The appellee contended that it was without power under its charter to buy land for a ball park and athletic field, and in support of its first above mentioned defense invoked the following provision of the charter: "Officers and employees of the city may hold more than one office in the City Government but shall not be interested in the profits or emoluments of any contract, work or service for the municipality, and any such contract in which any member is, or may become interested, shall be declared void by the Commission."

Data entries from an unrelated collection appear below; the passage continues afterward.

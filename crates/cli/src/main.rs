//! SiteSearch CLI — run the search widget headless, or serve a fixture API for it.

use clap::{Args, CommandFactory, Parser, Subcommand};
use std::cell::RefCell;
use std::path::PathBuf;
use std::sync::Arc;
use tracing::{error, info, warn};

use sitesearch_core::error::ConfigError;
use sitesearch_core::types::{SearchOverrides, WidgetState};
use sitesearch_core::{
    find_config, load_config_file, HttpContentSource, ResultsContent, SearchConfig, SearchWidget, WidgetView,
};
use sitesearch_http::{router, serve, Fixture};

/// SiteSearch — live content search from the terminal.
#[derive(Parser)]
#[command(name = "sitesearch", version, about)]
struct Cli {
    #[command(subcommand)]
    command: Commands,

    /// Output as JSON instead of human-readable text
    #[arg(long, global = true)]
    json: bool,
}

#[derive(Args, Clone)]
struct ConfigArgs {
    /// Config file (default: .sitesearch.toml in the current directory)
    #[arg(long)]
    config: Option<PathBuf>,

    /// Site host the default API base URL is derived from
    #[arg(long, default_value = "localhost")]
    host: String,

    /// API base URL, e.g. https://example.com/wp-json/wp/v2
    #[arg(long)]
    base_url: Option<String>,

    /// Content type to search (repeatable, in render order)
    #[arg(long = "type", value_name = "TYPE")]
    types: Vec<String>,

    /// Maximum number of rendered results
    #[arg(long)]
    max_results: Option<usize>,

    /// Escape titles instead of trusting them as markup
    #[arg(long)]
    escape_titles: bool,
}

#[derive(Subcommand)]
enum Commands {
    /// Search the configured collections and print what the widget would show
    Search {
        /// Search query
        query: String,

        #[command(flatten)]
        config: ConfigArgs,

        /// Print the results container HTML
        #[arg(long)]
        html: bool,
    },
    /// Print the resolved widget configuration
    Config {
        #[command(flatten)]
        config: ConfigArgs,
    },
    /// Serve a JSON fixture through a content API
    Serve {
        /// Fixture file: { "<type>": [{ "link": ..., "title": { "rendered": ... } }] }
        #[arg(long)]
        fixture: PathBuf,

        /// Port to listen on
        #[arg(long, default_value = "8787")]
        port: u16,

        /// Bind to 0.0.0.0 instead of 127.0.0.1 (localhost)
        #[arg(long)]
        bind_all: bool,

        /// Directory with the built web widget, served for unmatched paths
        #[arg(long)]
        dist: Option<PathBuf>,
    },
    /// Generate shell completions
    Completions {
        /// Shell to generate completions for
        #[arg(value_enum)]
        shell: clap_complete::Shell,
    },
}

// ---------------------------------------------------------------------------
// Config resolution: defaults < config file < flags
// ---------------------------------------------------------------------------

fn resolve_config(args: &ConfigArgs) -> Result<SearchConfig, ConfigError> {
    let file = match &args.config {
        Some(path) => Some(path.clone()),
        None => std::env::current_dir().ok().and_then(|cwd| find_config(&cwd)),
    };
    let from_file = match file {
        Some(path) => load_config_file(&path)?,
        None => SearchOverrides::default(),
    };

    let from_flags = SearchOverrides {
        base_url: args.base_url.clone(),
        content_types: (!args.types.is_empty()).then(|| args.types.clone()),
        max_results: args.max_results,
        escape_titles: args.escape_titles.then_some(true),
    };

    Ok(SearchConfig::resolve(&args.host, &from_file.merge(from_flags)))
}

fn resolve_or_exit(args: &ConfigArgs) -> SearchConfig {
    resolve_config(args).unwrap_or_else(|e| {
        error!(error = %e, "Invalid configuration");
        std::process::exit(2);
    })
}

// ---------------------------------------------------------------------------
// Headless view
// ---------------------------------------------------------------------------

#[derive(Default)]
struct TerminalView {
    last: RefCell<ResultsContent>,
}

impl WidgetView for TerminalView {
    fn show(&self, content: ResultsContent) {
        *self.last.borrow_mut() = content;
    }
}

/// Drop markup so titles read cleanly in a terminal.
fn strip_tags(html: &str) -> String {
    let mut out = String::with_capacity(html.len());
    let mut in_tag = false;
    for c in html.chars() {
        match c {
            '<' => in_tag = true,
            '>' if in_tag => in_tag = false,
            _ if !in_tag => out.push(c),
            _ => {}
        }
    }
    out
}

fn print_results(query: &str, content: &ResultsContent, state: &WidgetState, json: bool, html: bool) -> bool {
    let rendered = matches!(content, ResultsContent::Entries { .. });

    if json {
        let output = serde_json::json!({
            "query": query,
            "content": content,
            "state": state,
        });
        match serde_json::to_string_pretty(&output) {
            Ok(s) => println!("{s}"),
            Err(e) => error!(error = %e, "Could not serialize results"),
        }
        return rendered;
    }

    if html {
        println!("{}", content.to_html());
        return rendered;
    }

    match content {
        ResultsContent::Entries { entries } => {
            for e in entries {
                println!("{:<50} {}", strip_tags(&e.title_html), e.link);
            }
            eprintln!("\n{} results", entries.len());
        }
        ResultsContent::Message { message } => eprintln!("{}", message.text()),
        ResultsContent::Cleared => eprintln!("Nothing to search for"),
    }
    rendered
}

// ---------------------------------------------------------------------------
// Graceful shutdown signal
// ---------------------------------------------------------------------------

async fn shutdown_signal() {
    let ctrl_c = async {
        if let Err(e) = tokio::signal::ctrl_c().await {
            warn!(error = %e, "Could not listen for Ctrl+C");
            std::future::pending::<()>().await;
        }
    };

    #[cfg(unix)]
    {
        match tokio::signal::unix::signal(tokio::signal::unix::SignalKind::terminate()) {
            Ok(mut sigterm) => {
                tokio::select! {
                    _ = ctrl_c => info!("Received SIGINT, shutting down..."),
                    _ = sigterm.recv() => info!("Received SIGTERM, shutting down..."),
                }
            }
            Err(e) => {
                warn!(error = %e, "Could not register SIGTERM handler");
                ctrl_c.await;
                info!("Received SIGINT, shutting down...");
            }
        }
    }

    #[cfg(not(unix))]
    {
        ctrl_c.await;
        info!("Received Ctrl+C, shutting down...");
    }
}

// ---------------------------------------------------------------------------
// Entry point
// ---------------------------------------------------------------------------

#[tokio::main]
async fn main() {
    let cli = Cli::parse();

    let default_level = if matches!(cli.command, Commands::Serve { .. }) { "sitesearch=info" } else { "sitesearch=warn" };
    tracing_subscriber::fmt()
        .with_env_filter(
            tracing_subscriber::EnvFilter::from_default_env().add_directive(default_level.parse().unwrap()),
        )
        .with_target(false)
        .with_writer(std::io::stderr)
        .init();

    match cli.command {
        Commands::Search { query, config, html } => {
            let config = resolve_or_exit(&config);
            let source = HttpContentSource::new(&config.base_url);
            let widget = SearchWidget::new(config, source, TerminalView::default());

            widget.handle_input(&query).await;

            let content = widget.view().last.borrow().clone();
            if !print_results(&query, &content, &widget.state(), cli.json, html) {
                std::process::exit(1);
            }
        }
        Commands::Config { config } => {
            let config = resolve_or_exit(&config);
            if cli.json {
                match serde_json::to_string_pretty(&config) {
                    Ok(s) => println!("{s}"),
                    Err(e) => error!(error = %e, "Could not serialize config"),
                }
            } else {
                println!("Base URL:       {}", config.base_url);
                println!("Content types:  {}", config.content_types.join(", "));
                println!("Max results:    {}", config.max_results);
                println!("Escape titles:  {}", config.escape_titles);
            }
        }
        Commands::Serve { fixture, port, bind_all, dist } => {
            let fixture = Fixture::load(&fixture).unwrap_or_else(|e| {
                error!(error = %e, "Could not load fixture");
                std::process::exit(1);
            });

            let bind_addr = if bind_all { "0.0.0.0" } else { "127.0.0.1" };
            let listener = tokio::net::TcpListener::bind(format!("{bind_addr}:{port}")).await.unwrap_or_else(|e| {
                error!(port = port, error = %e, "Could not bind to port");
                std::process::exit(1);
            });

            let app = router(Arc::new(fixture), dist.as_deref());
            eprintln!("  Content API: http://{bind_addr}:{port}/wp-json/wp/v2");
            if let Err(e) = serve(listener, app, shutdown_signal()).await {
                error!(error = %e, "Server error");
                std::process::exit(1);
            }
        }
        Commands::Completions { shell } => {
            clap_complete::generate(shell, &mut Cli::command(), "sitesearch", &mut std::io::stdout());
        }
    }
}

In the trial there was evidence to the following effect: When the above-mentioned resolution of appellee's governing body of March 9, 1929, was adopted, whereby the notes sued on were ratified, Stanley Kitching was not a member of appellee's governing body. When the Osceola Golf Club made the above-mentioned sale, possession of the land which was the subject of that sale was delivered to appellee, which retained possession of that land. The description of the land contained in Osceola Golf Club's deed to appellee was furnished by appellee's engineer. Upon the conclusion of the evidence, appellee moved for a directed verdict in its favor, on grounds including the following: That there was an attempt to validate or ratify a contract prohibited by law; that there was an attempt to carry out an act not authorized for a municipal purpose; that there was no proof contradicting or disproving appellee's defense based on the indefiniteness of the conveyance of the Osceola Golf Club to appellee. In granting that motion, the court, after mentioning the fact that, when appellee paid to the Osceola Golf Club part of the purchase price of the land, Mr. Kitching was a commissioner of appellee and was also a stockholder and interested in the Osceola Golf Club, stated: "We must apply the law of Florida, which is the law governing this case in reference to the validity and indemnity of the contracts of a City, and prevent City Officials from dealing with the City in matters in which they are interested, and I shall direct a verdict for the defendant in this case under the law."
It appears that the action of the court in directing a verdict in favor of the appellee was the result of the conclusion that the notes sued on were void and unenforceable, because, when appellee entered into the transaction of which the giving of those notes was a part, one member of the governing body of the appellee was a member of the club which was the payee in those notes, and as such member had a financial interest in that transaction.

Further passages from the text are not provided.